* INSTRUCTIONS TO FOLLOW:
Whichever lines of the entries hold the word "match" should be identified and copied.

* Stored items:

------------

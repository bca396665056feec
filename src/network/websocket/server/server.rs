use super::{Session, SessionMap, WebSocketServerConfig};
use crate::{
    cron::{Cron, CronConfig},
    error::ServerError,
};
use axum::{
    Router,
    extract::{
        Query, State, WebSocketUpgrade,
        ws::{CloseFrame, Message, Utf8Bytes, WebSocket, close_code},
    },
    response::Response,
    routing::get,
};
use bytes::Bytes;
use futures_util::{SinkExt, StreamExt, stream::SplitStream};
use serde::Deserialize;
use std::{
    net::SocketAddr,
    sync::{
        Arc,
        atomic::{AtomicU64, AtomicUsize, Ordering},
    },
    time::Duration,
};
use tokio::{
    net::TcpListener,
    select,
    sync::{Notify, broadcast, mpsc},
    time::timeout,
};
use tracing::{Instrument, debug, debug_span, error, info, warn};

#[derive(Debug, Deserialize)]
struct Identity {
    #[serde(default)]
    uid: String,
    #[serde(default)]
    tid: String,
}

/// Team gateway: accepts `/?uid=..&tid=..` upgrades and pushes a fixed
/// payload to every session on a schedule.
#[derive(Clone)]
pub struct Server {
    addr: SocketAddr,
    push: Cron,
    push_payload: Bytes,
    msg_buf: usize,
    write_timeout: Duration,

    sessions: Arc<SessionMap>,
    id: Arc<AtomicU64>,
    close: broadcast::Sender<()>,

    // upgraded sockets still being served
    active: Arc<AtomicUsize>,
    idle: Arc<Notify>,
}

struct ActiveGuard {
    active: Arc<AtomicUsize>,
    idle: Arc<Notify>,
}

impl Drop for ActiveGuard {
    fn drop(&mut self) {
        if self.active.fetch_sub(1, Ordering::SeqCst) == 1 {
            self.idle.notify_waiters();
        }
    }
}

impl Server {
    pub fn new(cfg: &WebSocketServerConfig) -> Result<Self, ServerError> {
        let addr = format!("{}:{}", cfg.host, cfg.port)
            .parse::<SocketAddr>()
            .map_err(|_| ServerError::InvalidAddress(format!("{}:{}", cfg.host, cfg.port)))?;

        if cfg.msg_buf == 0 {
            return Err(ServerError::ZeroBuffer);
        }

        let write_timeout = duration_str::parse(&cfg.write_timeout).map_err(|e| {
            ServerError::InvalidDuration {
                field: "write_timeout",
                value: cfg.write_timeout.clone(),
                reason: e.to_string(),
            }
        })?;

        let mut cron_cfg = CronConfig::default();
        cron_cfg.run_after_start = cfg.push_interval.clone();
        cron_cfg.interval = cfg.push_interval.clone();
        let push = Cron::new("PUSH", &cron_cfg)?;

        let (close, _) = broadcast::channel(1);

        Ok(Server {
            addr,
            push,
            push_payload: Bytes::from(cfg.push_payload.clone()),
            msg_buf: cfg.msg_buf,
            write_timeout,
            sessions: Arc::new(SessionMap::new()),
            id: Arc::new(AtomicU64::new(0)),
            close,
            active: Arc::new(AtomicUsize::new(0)),
            idle: Arc::new(Notify::new()),
        })
    }

    pub fn sessions(&self) -> Arc<SessionMap> {
        self.sessions.clone()
    }

    /// Number of upgraded sockets whose task has not finished yet.
    pub fn active(&self) -> usize {
        self.active.load(Ordering::SeqCst)
    }

    /// The upgrade route, for mounting inside another axum app.
    pub fn router(&self) -> Router {
        Router::new()
            .route("/", get(upgrade))
            .with_state(self.clone())
    }

    /// Binds the listener, spawns the serve loop and the pusher, and returns
    /// the bound address.
    pub async fn run(&self) -> Result<SocketAddr, ServerError> {
        let bind_err = |source| ServerError::Bind {
            addr: self.addr.to_string(),
            source,
        };
        let listener = TcpListener::bind(self.addr).await.map_err(bind_err)?;
        let local = listener.local_addr().map_err(bind_err)?;
        info!("Websocket Server host on: {}", local);

        let mut serve_done = self.close.subscribe();
        let router = self.router();
        tokio::spawn(
            async move {
                let shutdown = async move {
                    _ = serve_done.recv().await;
                };
                if let Err(e) = axum::serve(listener, router)
                    .with_graceful_shutdown(shutdown)
                    .await
                {
                    error!("serve failed: {}", e);
                }
                debug!("SERVER STOP - {}", local);
            }
            .instrument(debug_span!("serve")),
        );

        let push_done = self.close.subscribe();
        tokio::spawn(
            self.clone()
                .push_loop(push_done)
                .instrument(debug_span!("push")),
        );

        Ok(local)
    }

    /// Closes every session with 1001 and waits, up to `write_timeout`, for
    /// their close handshakes to finish. Returns false on timeout.
    pub async fn stop(&self) -> bool {
        _ = self.close.send(());
        self.sessions.close().await;

        let finished = timeout(self.write_timeout, async {
            loop {
                let idle = self.idle.notified();
                if self.active() == 0 {
                    return;
                }
                idle.await;
            }
        })
        .await
        .is_ok();

        match finished {
            true => info!("server closed"),
            false => warn!("server closed by timeout, {} sessions left", self.active()),
        }
        finished
    }

    /// Reads until the peer's side of the close handshake is done so that
    /// tungstenite gets to flush its queued close reply.
    async fn finish_close(&self, stream: &mut SplitStream<WebSocket>) {
        _ = timeout(self.write_timeout, async {
            while let Some(Ok(_)) = stream.next().await {}
        })
        .await;
    }

    async fn push_loop(self, mut done: broadcast::Receiver<()>) {
        let mut ticker = self.push.ticker();
        loop {
            select! {
                _ = done.recv() => return,

                _ = ticker.tick() => {
                    let n = self.sessions.push_all(self.push_payload.clone()).await;
                    debug!("pushed to {} sessions", n);
                }
            }
        }
    }

    async fn handle_socket(&self, mut socket: WebSocket, identity: Identity) {
        self.active.fetch_add(1, Ordering::SeqCst);
        let _guard = ActiveGuard {
            active: self.active.clone(),
            idle: self.idle.clone(),
        };

        let Identity { uid, tid } = identity;
        if uid.is_empty() || tid.is_empty() {
            error!("empty team id or user id, tid: {:?}, uid: {:?}", tid, uid);
            let frame = CloseFrame {
                code: close_code::POLICY,
                reason: Utf8Bytes::from_static("uid and tid are required"),
            };
            if socket.send(Message::Close(Some(frame))).await.is_ok() {
                // wait for the peer's close reply
                _ = timeout(self.write_timeout, async {
                    while let Some(Ok(msg)) = socket.recv().await {
                        if let Message::Close(_) = msg {
                            break;
                        }
                    }
                })
                .await;
            }
            return;
        }

        let id = self.id.fetch_add(1, Ordering::Relaxed);
        let (tx, mut rx) = mpsc::channel(self.msg_buf);
        // greet right away, the pusher takes over afterwards
        _ = tx.try_send(self.push_payload.clone());
        self.sessions.add(Session::new(id, &tid, &uid, tx)).await;
        debug!(tid = %tid, uid = %uid, id, "session opened");

        let mut done = self.close.subscribe();
        let (mut sink, mut stream) = socket.split();
        loop {
            select! {
                _ = done.recv() => {
                    if sink.send(away("server closing")).await.is_ok() {
                        self.finish_close(&mut stream).await;
                    }
                    break;
                }

                payload = rx.recv() => match payload {
                    Some(payload) => {
                        match timeout(self.write_timeout, sink.send(Message::Binary(payload))).await {
                            Ok(Ok(_)) => {}
                            Ok(Err(e)) => {
                                warn!(tid = %tid, uid = %uid, "write failed: {}", e);
                                break;
                            }
                            Err(_) => {
                                warn!(tid = %tid, uid = %uid, "write timed out");
                                break;
                            }
                        }
                    }
                    // replaced by a newer session for the same user, or closed
                    None => {
                        if sink.send(away("session closed")).await.is_ok() {
                            self.finish_close(&mut stream).await;
                        }
                        break;
                    }
                },

                frame = stream.next() => match frame {
                    Some(Ok(Message::Binary(data))) => {
                        info!(tid = %tid, uid = %uid, "message: {}", String::from_utf8_lossy(&data));
                    }
                    Some(Ok(Message::Text(text))) => {
                        error!(tid = %tid, uid = %uid, "got unexpected text message: {}", text.as_str());
                    }
                    Some(Ok(Message::Close(_))) => {
                        self.finish_close(&mut stream).await;
                        break;
                    }
                    None => break,
                    // pongs are sent by the websocket layer
                    Some(Ok(_)) => {}
                    Some(Err(e)) => {
                        warn!(tid = %tid, uid = %uid, "read failed: {}", e);
                        break;
                    }
                },
            }
        }

        self.sessions.remove(&tid, &uid, id).await;
        debug!(tid = %tid, uid = %uid, id, "session closed");
    }
}

fn away(reason: &'static str) -> Message {
    Message::Close(Some(CloseFrame {
        code: close_code::AWAY,
        reason: Utf8Bytes::from_static(reason),
    }))
}

async fn upgrade(
    State(server): State<Server>,
    Query(identity): Query<Identity>,
    ws: WebSocketUpgrade,
) -> Response {
    ws.on_upgrade(move |socket| async move { server.handle_socket(socket, identity).await })
}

------------

* REPLY TO THE TASK:
        match finished {
                payload = rx.recv() => match payload {
                        match timeout(self.write_timeout, sink.send(Message::Binary(payload))).await {
                frame = stream.next() => match frame {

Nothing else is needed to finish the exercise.